Une petite fille avait au fond de son cœur un rêve secret. A plus d'un, il aurait paru déraisonnable, mais elle, ne se décourageait point. Son désir, pourtant, était de posséder la lune. Posséder, n'est pas le terme qui convient exactement, elle espérait, plus précisément, tenir l'astre nocturne dans ses bras pour le bercer comme ferait une mère.
Un jour, elle crut fermement que son souhait allait pouvoir enfin se réaliser. Au fond du puits où elle allait chercher de l'eau, la lune se reflétait. L'innocente enfant pensa qu'il suffisait de faire descendre le seau pour la cueillir, telle une fleur. Avec ardeur, elle se hâta de faire jouer la corde et de remonter le tout. A l'intérieur du récipient, se dit-elle, l'astre devait être emprisonné. Quelle déception quand elle vit qu'elle n'avait ramené que de l'eau !
La nuit suivante retrouva la petite fille, le nez en l'air, à guetter la venue de la lune. Dans un lac, un pâle reflet argenté se mouvait. Il n'en fallut pas plus à l'intrépide enfant pour qu'elle se jette la tête la première dans l'onde glacée. Elle voyait enfin l'aboutissement de sa quête, mais là, encore une fois, ce ne fut qu'amère désillusion. L'astre irisé fuyait, disparaissait dans les roseaux, s'échouait sur la rive, puis dansait au milieu des eaux tel un poisson ailé. Epuisée, la malheureuse renonça.

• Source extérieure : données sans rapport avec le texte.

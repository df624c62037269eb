//! Typed configuration aggregate (§6 Tunable Configuration, new ambient stack).
//!
//! Sub-config-per-subsystem (NPC tracking, context assembly, recall) composed
//! into one top-level [`EngineConfig`], with a `::new()`/`Default` pair and a
//! `::for_testing()` preset on every level so fixtures don't have to build
//! each layer by hand.

use serde::{Deserialize, Serialize};

/// Top-level configuration aggregate for the whole engine.
#[derive(Debug, Clone, Serialize, Deserialize)]
pub struct EngineConfig {
    pub npc_tracking: NpcTrackingConfig,
    pub context_assembly: ContextAssemblyConfig,
    pub recall: RecallConfig,
}

impl EngineConfig {
    pub fn new() -> Self {
        EngineConfig {
            npc_tracking: NpcTrackingConfig::default(),
            context_assembly: ContextAssemblyConfig::default(),
            recall: RecallConfig::default(),
        }
    }

    /// Faster, deterministic settings for tests: no recency decay surprises,
    /// small windows so fixtures stay short.
    pub fn for_testing() -> Self {
        EngineConfig {
            npc_tracking: NpcTrackingConfig {
                importance_threshold: 10.0,
                active_recency_window: 3,
                inactive_recency_window: 6,
                use_chapter_awareness: true,
                use_recency_decay: false,
            },
            context_assembly: ContextAssemblyConfig {
                keep_recent_scenes: 3,
                summary_threshold_scenes: 6,
                ..ContextAssemblyConfig::default()
            },
            recall: RecallConfig {
                trigger_turn_count: 2,
                ..RecallConfig::default()
            },
        }
    }
}

impl Default for EngineConfig {
    fn default() -> Self {
        Self::new()
    }
}

/// Tuning for the NPC tracking & tiering engine (§4.2, §6).
#[derive(Debug, Clone, Serialize, Deserialize)]
pub struct NpcTrackingConfig {
    /// `npc_importance_threshold`: cutoff for crossing into `crossed_threshold=true`.
    pub importance_threshold: f32,
    /// `npc_active_recency_window`: Δ-scene limit for Tier 1.
    pub active_recency_window: u32,
    /// `npc_inactive_recency_window`: Δ-scene limit for Tier 2 (and decay window).
    pub inactive_recency_window: u32,
    /// `npc_use_chapter_awareness`: whether chapter membership auto-activates a tier.
    pub use_chapter_awareness: bool,
    /// Whether recency decay (§4.2) is applied to the base importance score.
    pub use_recency_decay: bool,
}

impl Default for NpcTrackingConfig {
    fn default() -> Self {
        NpcTrackingConfig {
            importance_threshold: 30.0,
            active_recency_window: 5,
            inactive_recency_window: 15,
            use_chapter_awareness: true,
            use_recency_decay: true,
        }
    }
}

/// Tiers capped at this many entries each (§4.2).
pub const TIER_CAP: usize = 10;

/// Tuning for the context assembly pipeline (§4.3, §6).
#[derive(Debug, Clone, Serialize, Deserialize)]
pub struct ContextAssemblyConfig {
    /// `context_max_tokens`: overall input-token budget for one turn.
    pub max_tokens: u32,
    /// `context_keep_recent_scenes`: N of "last N" scenes to include unsummarized.
    pub keep_recent_scenes: u32,
    /// `context_summary_threshold` (scenes): when to switch to progressive summary.
    pub summary_threshold_scenes: u32,
    /// `context_summary_threshold_tokens`.
    pub summary_threshold_tokens: u32,
    /// Turn count at which a conversation summary is first considered (§4.3 msg 7).
    pub summary_turn_threshold: u32,
    /// Scenes between automatic chapter-summary regenerations.
    pub summary_interval: u32,
    /// How many oldest-first scenes make up one summary batch.
    pub summary_batch_size: u32,
    /// Character budget reserved for the inline conversation summary.
    pub summary_budget_chars: u32,
    /// Character budget reserved for the semantic-recall block.
    pub semantic_recall_budget_chars: u32,
    /// Fraction of the remaining budget given to "recent turns".
    pub recent_turns_fraction: f32,
}

impl Default for ContextAssemblyConfig {
    fn default() -> Self {
        ContextAssemblyConfig {
            max_tokens: 8000,
            keep_recent_scenes: 10,
            summary_threshold_scenes: 30,
            summary_threshold_tokens: 6000,
            summary_turn_threshold: 30,
            summary_interval: 20,
            summary_batch_size: 20,
            summary_budget_chars: 800,
            semantic_recall_budget_chars: 1500,
            recent_turns_fraction: 0.4,
        }
    }
}

/// Tuning for semantic recall and the ReAct agent (§4.4, §6).
///
/// `recall_agent_quality_score` and `recall_quality_gate` are deliberately
/// separate fields even though the original configuration table names them
/// almost identically: the first is the ReAct agent's own acceptance bar
/// (0.85, applied to whatever the agent itself judges good enough to return),
/// the second is the deterministic multi-query pipeline's fused/reranked
/// score floor (0.60, applied before ±1 neighbor expansion). Collapsing them
/// into one field would silently couple two independently-tuned gates.
#[derive(Debug, Clone, Serialize, Deserialize)]
pub struct RecallConfig {
    /// Turn count beyond which semantic recall activates.
    pub trigger_turn_count: u32,
    /// `recall_agent.enabled`. Disabled by default: the deterministic
    /// pipeline alone satisfies §4.4 unless a deployment opts into the
    /// heavier ReAct agent path.
    pub agent_enabled: bool,
    /// Minimum score the ReAct agent itself accepts before returning a
    /// `Final Answer` as successful.
    pub recall_agent_quality_score: f32,
    /// Minimum fused/reranked score the deterministic pipeline keeps before
    /// ±1 neighbor expansion.
    pub recall_quality_gate: f32,
    /// `recall_agent.max_turns`.
    pub agent_max_turns: u32,
    /// `recall_agent.timeout` in seconds.
    pub agent_timeout_secs: u64,
    /// Dense-search top-k per sub-query, before the hard cap.
    pub dense_top_k: u32,
    /// Absolute cap on dense-search top-k per sub-query.
    pub dense_top_k_cap: u32,
    /// `extraction_confidence_threshold`: minimum confidence on moment/NPC acceptance.
    pub extraction_confidence_threshold: f32,
}

impl Default for RecallConfig {
    fn default() -> Self {
        RecallConfig {
            trigger_turn_count: 15,
            agent_enabled: false,
            recall_agent_quality_score: 0.85,
            recall_quality_gate: 0.60,
            agent_max_turns: 8,
            agent_timeout_secs: 45,
            dense_top_k: 8,
            dense_top_k_cap: 15,
            extraction_confidence_threshold: 50.0,
        }
    }
}

#[cfg(test)]
mod tests {
    use super::*;

    #[test]
    fn default_matches_spec_constants() {
        let cfg = EngineConfig::new();
        assert_eq!(cfg.npc_tracking.importance_threshold, 30.0);
        assert_eq!(cfg.context_assembly.summary_turn_threshold, 30);
        assert_eq!(cfg.recall.trigger_turn_count, 15);
        assert_eq!(cfg.recall.recall_quality_gate, 0.60);
        assert_eq!(cfg.recall.recall_agent_quality_score, 0.85);
        assert!(!cfg.recall.agent_enabled);
    }

    #[test]
    fn for_testing_shrinks_windows() {
        let cfg = EngineConfig::for_testing();
        assert!(cfg.npc_tracking.active_recency_window < NpcTrackingConfig::default().active_recency_window);
    }
}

Les jours passèrent et la petite fille devint une grande personne qui, parfois, tournait encore son regard vers le ciel étoilé. Un soir, l'air était doux et un croissant lumineux brillait sur la voûte bleutée de la nuit. Les deux pointes de la lune faisaient comme deux bras ouverts sur l'immensité. Cette vision ramena la femme à une époque lointaine où sa mère tendait vers elle ses paumes largement offertes.
Temps révolu, enfoui à jamais mais cette nostalgie réveilla en elle le désir ardent, non pas de posséder la lune, mais d'être serrée sur un cœur aimant. Toute sa vie, elle n'avait pas eu d'autre but que de retrouver cet amour perdu. Et l'ayant enfin compris, la petite fille, libérée, pleura.
COMMENTAIRE
La danse de la lune c'est aussi la danse de vie de ma... mère, car ce conte lui était destiné. Enfant, elle n'avait pas reçu d'affection maternelle et tout au long de son existence, elle a tenté de combler ce manque. A t-elle réussi maintenant qu'elle est passée de "l'autre côté du miroir" ? Elle seule a la réponse...
PISTE DE REFLEXION
Au-delà du symbole maternel, que représente la lune ? Et pourquoi faut-il un croissant lunaire (et non pas une pleine lune) pour que la femme ouvre enfin sa conscience ?
SAMARCANDE (photo de l'auteure)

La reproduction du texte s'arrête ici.